Contra Dwarkesh on RL sample-efficiency
Dwarkesh Patel wrote RL is even more information inefficient than you thought yesterday. I’ve been trying to understand RL recently so I read the post with a lot of interest; but I think the main point is... wrong?
The correct label gives more information than RL
Dwarkesh’s post tries to compare “the amount of new information you can extract” in reinforcement learning vs supervised learning. For simplicity, he assumes the model is predicting a single token. The two settings are:
Supervised learning: we update on the correct token
RL: the model predicts a token, and gets a binary outcome (correct or not).
Dwarkesh’s claim is that the information gained in these two settings depends strongly on the pass rate p, which is the probability of getting the correct token.
Concretely, Dwarkesh computes the information gain as -log(p) for supervised learning and H(p) = -p log(p) - (1-p) log(1-p) for RL.
From the plot we can see that the claim is as follows:
When p < 0.5, we can learn more information from supervised learning than from RL.
When p > 0.5, we can learn more information from RL than from supervised learning.
I think this is false. The correct statement is:
We can always learn more information from supervised learning than from RL.
This is because we always gain at least as much information from knowing the correct token as from knowing if our guess is correct.
We can formalize this via the data processing inequality, because the binary outcome is a function of the correct token given our prediction; but I don’t think it’s useful to do so here.
Instead, let’s produce the real plot comparing the information content of one sample (depending on whether we use supervised learning or RL) on a simple example.
For the RL case, Dwarkesh’s post computes the entropy of the binary outcome assuming it is a Bernoulli trial with parameter p; this is H(p) = -p log(p) - (1-p) log(1-p). In the supervised learning setting, we know the probability of the correct token is p; but we have to assume the probabilities of the other tokens sum to 1-p.

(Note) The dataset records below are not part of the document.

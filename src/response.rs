use serde::Serialize;
use utoipa::ToSchema;

/// Paging details for list responses. Empty for single-resource responses.
#[derive(Debug, Serialize, ToSchema, Clone, PartialEq, Eq)]
pub struct Meta {
    pub page: Option<i64>,
    pub per_page: Option<i64>,
    pub total: Option<i64>,
}

fn count(n: u64) -> i64 {
    i64::try_from(n).unwrap_or(i64::MAX)
}

impl Meta {
    /// One page of a store query that matched `total` rows.
    pub fn paged(page: i64, per_page: i64, total: u64) -> Self {
        Self {
            page: Some(page),
            per_page: Some(per_page),
            total: Some(count(total)),
        }
    }

    /// A list returned in full, such as the dispute queue or held escrow.
    pub fn complete(len: usize) -> Self {
        let total = count(len as u64);
        Self {
            page: Some(1),
            per_page: Some(total),
            total: Some(total),
        }
    }

    pub fn empty() -> Self {
        Self {
            page: None,
            per_page: None,
            total: None,
        }
    }
}

#[derive(Debug, Serialize, ToSchema)]
pub struct ApiResponse<T> {
    pub message: String,
    pub data: Option<T>,
    pub meta: Option<Meta>,
}

impl<T: Serialize> ApiResponse<T> {
    pub fn success(message: impl Into<String>, data: T, meta: Option<Meta>) -> Self {
        Self {
            message: message.into(),
            data: Some(data),
            meta,
        }
    }

    /// Response carrying a single order, dispute or report.
    pub fn single(message: impl Into<String>, data: T) -> Self {
        Self::success(message, data, Some(Meta::empty()))
    }
}
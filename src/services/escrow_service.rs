use serde::Serialize;
use utoipa::ToSchema;
use uuid::Uuid;

use crate::{
    dto::orders::AdminReleaseRequest,
    error::AppResult,
    escrow::{self, EscrowPosition, ReleaseTrigger},
    middleware::auth::{AuthUser, ensure_admin},
    models::{Money, OrderAggregate},
    response::{ApiResponse, Meta},
    services::commit_with_retry,
    state::AppState,
    sweeper::{AutoReleaseSweeper, SweepReport},
};

#[derive(Debug, Serialize, ToSchema)]
pub struct EscrowOverview {
    pub total_held: Money,
    pub currency: String,
    pub due_for_release: usize,
    pub items: Vec<EscrowPosition>,
}

pub(crate) async fn release(
    state: &AppState,
    actor: &AuthUser,
    id: Uuid,
    trigger: ReleaseTrigger,
) -> AppResult<OrderAggregate> {
    let aggregate = commit_with_retry(state, id, |current, now| {
        escrow::release_funds(current, actor, &trigger, now)
    })
    .await?;

    tracing::info!(
        order_id = %id,
        amount = aggregate.order.total_amount,
        trigger = ?trigger,
        "escrow released"
    );
    Ok(aggregate)
}

pub async fn release_by_buyer(
    state: &AppState,
    user: &AuthUser,
    id: Uuid,
) -> AppResult<ApiResponse<OrderAggregate>> {
    let aggregate = release(state, user, id, ReleaseTrigger::Buyer).await?;
    Ok(ApiResponse::single("Funds released to seller", aggregate))
}

pub async fn release_by_admin(
    state: &AppState,
    user: &AuthUser,
    id: Uuid,
    payload: AdminReleaseRequest,
) -> AppResult<ApiResponse<OrderAggregate>> {
    ensure_admin(user)?;
    let trigger = ReleaseTrigger::Admin {
        notes: payload.notes,
    };
    let aggregate = release(state, user, id, trigger).await?;
    Ok(ApiResponse::single("Funds released by admin", aggregate))
}

/// Every order still holding funds, with its auto-release position.
pub async fn escrow_overview(
    state: &AppState,
    user: &AuthUser,
) -> AppResult<ApiResponse<EscrowOverview>> {
    ensure_admin(user)?;
    let now = state.clock.now();
    let items: Vec<EscrowPosition> = state
        .store
        .held_orders()
        .await?
        .into_iter()
        .map(|order| EscrowPosition::of(order, now))
        .collect();

    let overview = EscrowOverview {
        total_held: items.iter().map(|p| p.order.total_amount).sum(),
        currency: state.config.currency.clone(),
        due_for_release: items.iter().filter(|p| p.auto_release_due).count(),
        items,
    };
    let meta = Meta::complete(overview.items.len());
    Ok(ApiResponse::success(
        "Escrow",
        overview,
        Some(meta),
    ))
}

pub async fn run_auto_release(
    state: &AppState,
    user: &AuthUser,
) -> AppResult<ApiResponse<SweepReport>> {
    ensure_admin(user)?;
    let report = AutoReleaseSweeper::new(state.clone()).run_once().await?;
    Ok(ApiResponse::single("Auto-release sweep finished", report))
}
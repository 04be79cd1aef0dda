#![deny(
    unsafe_code,
    missing_docs,
    dead_code,
    unused_results,
    non_snake_case,
    unreachable_pub
)]

//! Shared rendering contracts for Moodscroll adapters.

use anyhow::Result as AnyResult;
use glam::Vec2;
use moodscroll_core::{BoxItem, EntityKind, SpriteKey, Viewport, TILE_SIZE};
use moodscroll_world::query::VisibleWindow;
use std::time::Duration;

/// Tile edge length in pixels as a float.
const TILE_PIXELS: f32 = TILE_SIZE as f32;

/// RGBA color used when presenting frames.
#[derive(Clone, Copy, Debug, PartialEq)]
pub struct Color {
    /// Red channel intensity in the range 0.0..=1.0.
    pub red: f32,
    /// Green channel intensity in the range 0.0..=1.0.
    pub green: f32,
    /// Blue channel intensity in the range 0.0..=1.0.
    pub blue: f32,
    /// Alpha channel intensity in the range 0.0..=1.0.
    pub alpha: f32,
}

impl Color {
    /// Daytime sky behind the level.
    pub const SKY: Self = Self::from_rgb_u8(92, 148, 252);

    /// Creates a new color from floating point channels.
    #[must_use]
    pub const fn new(red: f32, green: f32, blue: f32, alpha: f32) -> Self {
        Self {
            red,
            green,
            blue,
            alpha,
        }
    }

    /// Creates an opaque color from byte RGB values.
    #[must_use]
    pub const fn from_rgb_u8(red: u8, green: u8, blue: u8) -> Self {
        Self {
            red: red as f32 / 255.0,
            green: green as f32 / 255.0,
            blue: blue as f32 / 255.0,
            alpha: 1.0,
        }
    }
}

/// Sprite a backend should draw for an entity kind.
#[must_use]
pub fn entity_sprite(kind: EntityKind) -> SpriteKey {
    let name = match kind {
        EntityKind::Goomba => "goomba",
        EntityKind::Koopa => "koopa",
        EntityKind::RedMushroom => "mushroom",
        EntityKind::Coin => "coin",
        EntityKind::CoinBox => "coinBox",
        EntityKind::CoinBrick => "brick",
        EntityKind::RandomBox {
            item: BoxItem::Coin,
        } => "randomBox",
        EntityKind::RandomBox {
            item: BoxItem::RedMushroom,
        } => "randomBoxMushroom",
    };
    SpriteKey::from_static(name)
}

/// A single sprite placed in screen space.
#[derive(Clone, Debug, PartialEq)]
pub struct SpriteDraw {
    /// Sprite to draw.
    pub sprite: SpriteKey,
    /// Upper-left corner in screen pixels.
    pub position: Vec2,
}

impl SpriteDraw {
    /// Creates a draw of `sprite` at `position`.
    #[must_use]
    pub fn new(sprite: SpriteKey, position: Vec2) -> Self {
        Self { sprite, position }
    }
}

/// Backend-neutral description of one frame.
#[derive(Clone, Debug, Default, PartialEq)]
pub struct Scene {
    /// Camera offset in pixels subtracted from world positions.
    pub scroll: f32,
    /// Background tiles, drawn first.
    pub tiles: Vec<SpriteDraw>,
    /// Entities, drawn above the tiles.
    pub entities: Vec<SpriteDraw>,
}

impl Scene {
    /// Projects the visible window into screen space.
    ///
    /// Tiles without a sprite are skipped; they are either empty sky or
    /// invisible colliders beneath box entities.
    #[must_use]
    pub fn from_window(window: &VisibleWindow<'_>) -> Self {
        let scroll = window.camera_position() * TILE_PIXELS;

        let tiles = window
            .tiles()
            .filter_map(|(column, row, tile)| {
                let sprite = tile.sprite()?.clone();
                let world = Vec2::new(column.get() as f32, row.get() as f32) * TILE_PIXELS;
                Some(SpriteDraw::new(sprite, world - Vec2::new(scroll, 0.0)))
            })
            .collect();

        let entities = window
            .entities()
            .iter()
            .map(|entity| {
                SpriteDraw::new(
                    entity_sprite(entity.kind),
                    entity.position - Vec2::new(scroll, 0.0),
                )
            })
            .collect();

        Self {
            scroll,
            tiles,
            entities,
        }
    }

    /// Total number of sprites in the frame.
    #[must_use]
    pub fn draw_count(&self) -> usize {
        self.tiles.len() + self.entities.len()
    }
}

/// Presentation descriptor consumed by rendering backends.
#[derive(Clone, Debug, PartialEq)]
pub struct Presentation {
    /// Title used by the created window.
    pub window_title: String,
    /// Solid color used to clear each frame.
    pub clear_color: Color,
    /// Size of the visible window in tiles.
    pub viewport: Viewport,
    /// Scene content that should be displayed.
    pub scene: Scene,
}

impl Presentation {
    /// Constructs a new presentation descriptor.
    #[must_use]
    pub fn new<T>(window_title: T, clear_color: Color, viewport: Viewport, scene: Scene) -> Self
    where
        T: Into<String>,
    {
        Self {
            window_title: window_title.into(),
            clear_color,
            viewport,
            scene,
        }
    }

    /// Window size in pixels.
    #[must_use]
    pub fn screen_size(&self) -> Vec2 {
        Vec2::new(
            self.viewport.columns() as f32,
            self.viewport.rows() as f32,
        ) * TILE_PIXELS
    }
}

/// Rendering backend capable of presenting Moodscroll scenes.
pub trait RenderingBackend {
    /// Runs the rendering backend until it is requested to exit.
    ///
    /// The provided `update_scene` closure receives the simulated frame delta
    /// and may replace the scene before it is rendered, allowing adapters to
    /// step the world once per presented frame.
    fn run<F>(self, presentation: Presentation, update_scene: F) -> AnyResult<()>
    where
        F: FnMut(Duration, &mut Scene) + 'static;
}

One principled way to do so is to assume we are training on multiple-choice questions (with a,b,c,d options); so we will just set a uniform probability mass of (1-p)/K on K other tokens. The expected information content is then: -p log(p) - K (1-p)/K log((1-p)/K) = -p log(p) - (1-p) log((1-p)) + (1-p) log(K) and we can compute the plot as follows (for e.g. K = 3, as in the multiple-choice example):
I think the rest of the section (with the log plot) does not really make sense after this; but let’s do it anyway, with a much larger K corresponding to the full vocabulary:
What is true is that RL is not useful at low pass rates, while supervised learning is. But this does not need information theory to explain; it’s just that RL with 0/1 rewards provides basically no signal if you almost never get it correct.
What is the error in the original post?
The main issue is in computing information gain in supervised learning: assuming the expected information gain is -log(p) ignores the information gained from supervised learning when the model is wrong in the large p regime.
If the model is predicting “a” with 99% confidence when the correct token is “b”, it will make a huge update when it learns the correct token is “b”; much more than if it just learned that “a” is not the correct token.